→ **Task brief**
Within the listing below, filter for "image" and copy every matching line.

------ Dataset extract ------

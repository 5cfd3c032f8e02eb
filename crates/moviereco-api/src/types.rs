//! Response records and request payloads.
//!
//! Backend responses are loosely shaped: fields go missing or come back as
//! `null`. Every field that may be absent is either an `Option` or falls back
//! to its `Default` through `nullable`, so deserialization only fails when
//! a field the caller truly needs (a movie `id`, a details `title`) is gone.

use serde::{Deserialize, Deserializer, Serialize};
use serde_json::Value;

/// Backend page size used to derive page counts.
pub const PAGE_SIZE: u32 = 20;

/// Deserializes `null` as `T::default()`. Pair with `#[serde(default)]` for
/// missing fields.
fn nullable<'de, D, T>(deserializer: D) -> Result<T, D::Error>
where
    D: Deserializer<'de>,
    T: Default + Deserialize<'de>,
{
    Option::<T>::deserialize(deserializer).map(Option::unwrap_or_default)
}

// --- Movies ---

/// A movie as it appears in listings.
#[derive(Debug, Clone, Default, PartialEq, Serialize, Deserialize)]
pub struct MovieSummary {
    /// Movie ID (TMDB ID for catalog results).
    pub id: u64,
    /// TMDB ID when the backend stores its own row ID in `id`.
    #[serde(default)]
    pub tmdb_id: Option<u64>,
    /// Title.
    #[serde(default, deserialize_with = "nullable")]
    pub title: String,
    /// Overview text.
    #[serde(default)]
    pub overview: Option<String>,
    /// Poster path fragment.
    #[serde(default)]
    pub poster_path: Option<String>,
    /// Backdrop path fragment.
    #[serde(default)]
    pub backdrop_path: Option<String>,
    /// Release date (YYYY-MM-DD).
    #[serde(default)]
    pub release_date: Option<String>,
    /// Vote average.
    #[serde(default, deserialize_with = "nullable")]
    pub vote_average: f64,
    /// Vote count.
    #[serde(default, deserialize_with = "nullable")]
    pub vote_count: u32,
    /// Genre IDs.
    #[serde(default, deserialize_with = "nullable")]
    pub genre_ids: Vec<u32>,
}

/// A genre.
#[derive(Debug, Clone, Default, PartialEq, Eq, Serialize, Deserialize)]
pub struct Genre {
    /// Genre ID.
    pub id: u32,
    /// Genre name.
    #[serde(default, deserialize_with = "nullable")]
    pub name: String,
}

/// Response from `/movies/genres`.
#[derive(Debug, Clone, Default, PartialEq, Eq, Serialize, Deserialize)]
pub struct GenreList {
    /// Genres.
    #[serde(default, deserialize_with = "nullable")]
    pub genres: Vec<Genre>,
}

/// Response from `/movies/{id}`.
#[derive(Debug, Clone, PartialEq, Serialize, Deserialize)]
pub struct MovieDetails {
    /// Movie ID.
    pub id: u64,
    /// Title. Required: a details view cannot render without it.
    pub title: String,
    /// Overview text.
    #[serde(default)]
    pub overview: Option<String>,
    /// Poster path fragment.
    #[serde(default)]
    pub poster_path: Option<String>,
    /// Backdrop path fragment.
    #[serde(default)]
    pub backdrop_path: Option<String>,
    /// Release date.
    #[serde(default)]
    pub release_date: Option<String>,
    /// Runtime in minutes, 0 when unknown.
    #[serde(default, deserialize_with = "nullable")]
    pub runtime: u32,
    /// Vote average.
    #[serde(default, deserialize_with = "nullable")]
    pub vote_average: f64,
    /// Genres.
    #[serde(default, deserialize_with = "nullable")]
    pub genres: Vec<Genre>,
}

/// Popular movies, normalized.
#[derive(Debug, Clone, PartialEq, Serialize, Deserialize)]
pub struct PopularMovies {
    /// Movies on this page.
    pub movies: Vec<MovieSummary>,
    /// The page that was requested.
    pub current_page: u32,
    /// `ceil(total_results / PAGE_SIZE)`.
    pub total_pages: u32,
}

impl PopularMovies {
    /// Shape returned when the request fails.
    #[must_use]
    pub const fn fallback() -> Self {
        Self {
            movies: Vec::new(),
            current_page: 1,
            total_pages: 1,
        }
    }
}

/// Raw `/movies/popular` response.
#[derive(Debug, Clone, Default, Deserialize)]
pub(crate) struct PopularMoviesResponse {
    #[serde(default, deserialize_with = "nullable")]
    pub movies: Vec<MovieSummary>,
    #[serde(default, deserialize_with = "nullable")]
    pub total_results: u32,
}

/// Similar movies, normalized.
#[derive(Debug, Clone, Default, PartialEq, Serialize, Deserialize)]
pub struct SimilarMovies {
    /// Similar movies.
    #[serde(default, deserialize_with = "nullable")]
    pub movies: Vec<MovieSummary>,
    /// Number of results.
    #[serde(default, deserialize_with = "nullable")]
    pub total_results: u32,
}

/// A paginated listing.
///
/// Missing numbers deserialize as 0; [`Page::with_fallbacks`] then applies
/// the listing defaults (page 1, one page).
#[derive(Debug, Clone, PartialEq, Serialize, Deserialize)]
#[serde(bound(deserialize = "T: Deserialize<'de>"))]
pub struct Page<T> {
    /// Current page.
    #[serde(default, deserialize_with = "nullable")]
    pub page: u32,
    /// Items on this page.
    #[serde(default = "Vec::new", deserialize_with = "nullable")]
    pub results: Vec<T>,
    /// Total number of pages.
    #[serde(default, deserialize_with = "nullable")]
    pub total_pages: u32,
    /// Total number of items.
    #[serde(default, deserialize_with = "nullable")]
    pub total_results: u32,
}

impl<T> Page<T> {
    /// Empty listing: page 1 of 1.
    #[must_use]
    pub const fn empty() -> Self {
        Self {
            page: 1,
            results: Vec::new(),
            total_pages: 1,
            total_results: 0,
        }
    }

    /// Empty search result: page 1 of 0.
    #[must_use]
    pub const fn no_results() -> Self {
        Self {
            page: 1,
            results: Vec::new(),
            total_pages: 0,
            total_results: 0,
        }
    }

    /// Replaces a zero `page` or `total_pages` with 1.
    #[must_use]
    pub fn with_fallbacks(mut self) -> Self {
        if self.page == 0 {
            self.page = 1;
        }
        if self.total_pages == 0 {
            self.total_pages = 1;
        }
        self
    }
}

/// A user review.
#[derive(Debug, Clone, Default, PartialEq, Serialize, Deserialize)]
pub struct Review {
    /// Review ID.
    #[serde(default, deserialize_with = "nullable")]
    pub id: String,
    /// Author name.
    #[serde(default, deserialize_with = "nullable")]
    pub author: String,
    /// Review text.
    #[serde(default, deserialize_with = "nullable")]
    pub content: String,
    /// Creation timestamp.
    #[serde(default)]
    pub created_at: Option<String>,
    /// Link to the full review.
    #[serde(default)]
    pub url: Option<String>,
    /// Author rating and avatar.
    #[serde(default)]
    pub author_details: Option<ReviewAuthor>,
}

/// Reviewer metadata.
#[derive(Debug, Clone, Default, PartialEq, Serialize, Deserialize)]
pub struct ReviewAuthor {
    /// Rating out of 10.
    #[serde(default)]
    pub rating: Option<f64>,
    /// Avatar path fragment.
    #[serde(default)]
    pub avatar_path: Option<String>,
}

/// A trailer or clip.
#[derive(Debug, Clone, Default, PartialEq, Eq, Serialize, Deserialize)]
pub struct Video {
    /// Site-specific key (YouTube video ID).
    #[serde(default, deserialize_with = "nullable")]
    pub key: String,
    /// Display name.
    #[serde(default, deserialize_with = "nullable")]
    pub name: String,
    /// Hosting site.
    #[serde(default, deserialize_with = "nullable")]
    pub site: String,
    /// Video type (Trailer, Teaser, ...).
    #[serde(rename = "type", default, deserialize_with = "nullable")]
    pub kind: String,
}

#[derive(Debug, Clone, Default, Deserialize)]
pub(crate) struct VideoList {
    #[serde(default, deserialize_with = "nullable")]
    pub videos: Vec<Video>,
}

// --- Account ---

/// Response from `/auth/login`.
#[derive(Debug, Clone, Default, PartialEq, Serialize, Deserialize)]
pub struct LoginResponse {
    /// Bearer token.
    #[serde(default)]
    pub access_token: Option<String>,
    /// Refresh token, when the backend issues one.
    #[serde(default)]
    pub refresh_token: Option<String>,
    /// Token type (`bearer`).
    #[serde(default)]
    pub token_type: Option<String>,
    /// Signed-in user record.
    #[serde(default)]
    pub user: Option<Value>,
}

/// Payload for `/auth/register`.
#[derive(Debug, Clone, PartialEq, Eq, Serialize, Deserialize)]
pub struct Registration {
    /// Username.
    pub username: String,
    /// Email address.
    pub email: String,
    /// Password.
    pub password: String,
}

#[derive(Debug, Clone, Default, Deserialize)]
pub(crate) struct RefreshResponse {
    #[serde(default)]
    pub access_token: Option<String>,
}

/// Raw `/users/profile` response.
#[derive(Debug, Clone, Default, Deserialize)]
pub(crate) struct ProfileResponse {
    pub id: u64,
    #[serde(default, deserialize_with = "nullable")]
    pub username: String,
    #[serde(default, deserialize_with = "nullable")]
    pub email: String,
    #[serde(default)]
    pub created_at: Option<String>,
    #[serde(default)]
    pub avatar_url: Option<String>,
}

/// The signed-in user's profile.
#[derive(Debug, Clone, Default, PartialEq, Eq, Serialize, Deserialize)]
pub struct UserProfile {
    /// User ID.
    pub id: u64,
    /// Username.
    pub username: String,
    /// Email address.
    pub email: String,
    /// Account creation timestamp.
    pub created_at: Option<String>,
    /// Avatar URL.
    pub avatar: Option<String>,
}

impl From<ProfileResponse> for UserProfile {
    fn from(raw: ProfileResponse) -> Self {
        Self {
            id: raw.id,
            username: raw.username,
            email: raw.email,
            created_at: raw.created_at,
            avatar: raw.avatar_url.filter(|url| !url.is_empty()),
        }
    }
}

/// Fields for `PUT /users/profile`. Unset fields are not sent.
#[derive(Debug, Clone, Default, PartialEq, Eq)]
pub struct ProfileUpdate {
    /// New avatar URL.
    pub avatar: Option<String>,
    /// New username.
    pub username: Option<String>,
    /// New email address.
    pub email: Option<String>,
}

/// An image file to upload as the avatar.
#[derive(Debug, Clone, PartialEq, Eq)]
pub struct AvatarUpload {
    /// File name sent with the part.
    pub file_name: String,
    /// MIME type, e.g. `image/png`.
    pub mime_type: String,
    /// File contents.
    pub bytes: Vec<u8>,
}

/// Response from `POST /users/avatar`.
#[derive(Debug, Clone, Default, PartialEq, Eq, Serialize, Deserialize)]
pub struct UploadedAvatar {
    /// Public URL of the stored image.
    #[serde(default, deserialize_with = "nullable")]
    pub url: String,
}

/// A selectable stock avatar.
#[derive(Debug, Clone, Default, PartialEq, Eq, Serialize, Deserialize)]
pub struct Avatar {
    /// File name.
    #[serde(default, deserialize_with = "nullable")]
    pub filename: String,
    /// Public URL.
    #[serde(default, deserialize_with = "nullable")]
    pub url: String,
}

/// Response from `/users/avatars`.
#[derive(Debug, Clone, Default, PartialEq, Eq, Serialize, Deserialize)]
pub struct AvatarList {
    /// Avatars.
    #[serde(default, deserialize_with = "nullable")]
    pub avatars: Vec<Avatar>,
}

// --- Library ---

/// Generic acknowledgement returned by mutating endpoints.
#[derive(Debug, Clone, Default, PartialEq, Eq, Serialize, Deserialize)]
pub struct ActionResponse {
    /// Success flag.
    #[serde(default, deserialize_with = "nullable")]
    pub success: bool,
    /// Status string (`success`).
    #[serde(default)]
    pub status: Option<String>,
    /// Human-readable message.
    #[serde(default)]
    pub message: Option<String>,
}

/// Response from `/users/watch-list/toggle`.
#[derive(Debug, Clone, Default, PartialEq, Eq, Serialize, Deserialize)]
pub struct WatchlistToggle {
    /// Success flag.
    #[serde(default, deserialize_with = "nullable")]
    pub success: bool,
    /// Whether the movie is now on the watch list.
    #[serde(default, deserialize_with = "nullable")]
    pub in_watchlist: bool,
    /// Human-readable message.
    #[serde(default)]
    pub message: Option<String>,
}

/// A watch-list entry.
#[derive(Debug, Clone, Default, PartialEq, Eq, Serialize, Deserialize)]
pub struct WatchlistItem {
    /// Movie ID.
    pub id: u64,
    /// TMDB ID.
    #[serde(default)]
    pub tmdb_id: Option<u64>,
    /// Title.
    #[serde(default, deserialize_with = "nullable")]
    pub title: String,
    /// Poster path fragment.
    #[serde(default)]
    pub poster_path: Option<String>,
    /// When the movie was added.
    #[serde(default)]
    pub added_at: Option<String>,
}

#[derive(Debug, Clone, Default, Deserialize)]
pub(crate) struct WatchlistResponse {
    #[serde(default, deserialize_with = "nullable")]
    pub watchlist: Vec<WatchlistItem>,
}

#[derive(Debug, Clone, Default, Deserialize)]
pub(crate) struct WatchHistoryResponse {
    #[serde(default, deserialize_with = "nullable")]
    pub history: Vec<MovieSummary>,
}

/// Payload naming a movie.
#[derive(Debug, Clone, Copy, Serialize)]
pub(crate) struct MovieRef {
    pub movie_id: u64,
}

/// Payload for `POST /users/ratings`.
#[derive(Debug, Clone, Copy, Serialize)]
pub(crate) struct RatingRequest {
    pub movie_id: u64,
    pub rating: f64,
}

#[derive(Debug, Clone, Default, Deserialize)]
pub(crate) struct RatingResponse {
    #[serde(default)]
    pub rating: Option<f64>,
}

/// A movie the user rated.
#[derive(Debug, Clone, Default, PartialEq, Serialize, Deserialize)]
pub struct RatedMovie {
    /// Movie ID.
    pub id: u64,
    /// Title.
    #[serde(default)]
    pub title: Option<String>,
    /// Poster path fragment.
    #[serde(default)]
    pub poster_path: Option<String>,
    /// Rating (0-5).
    #[serde(default, deserialize_with = "nullable")]
    pub rating: f64,
    /// When the rating was last changed.
    #[serde(default)]
    pub rated_at: Option<String>,
}

/// Response from `GET /users/ratings`.
#[derive(Debug, Clone, Default, PartialEq, Serialize, Deserialize)]
pub struct RatingList {
    /// Rated movies.
    #[serde(default, deserialize_with = "nullable")]
    pub ratings: Vec<RatedMovie>,
}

------

→ **Exercise result**
/// An image file to upload as the avatar.
    /// MIME type, e.g. `image/png`.
    /// Public URL of the stored image.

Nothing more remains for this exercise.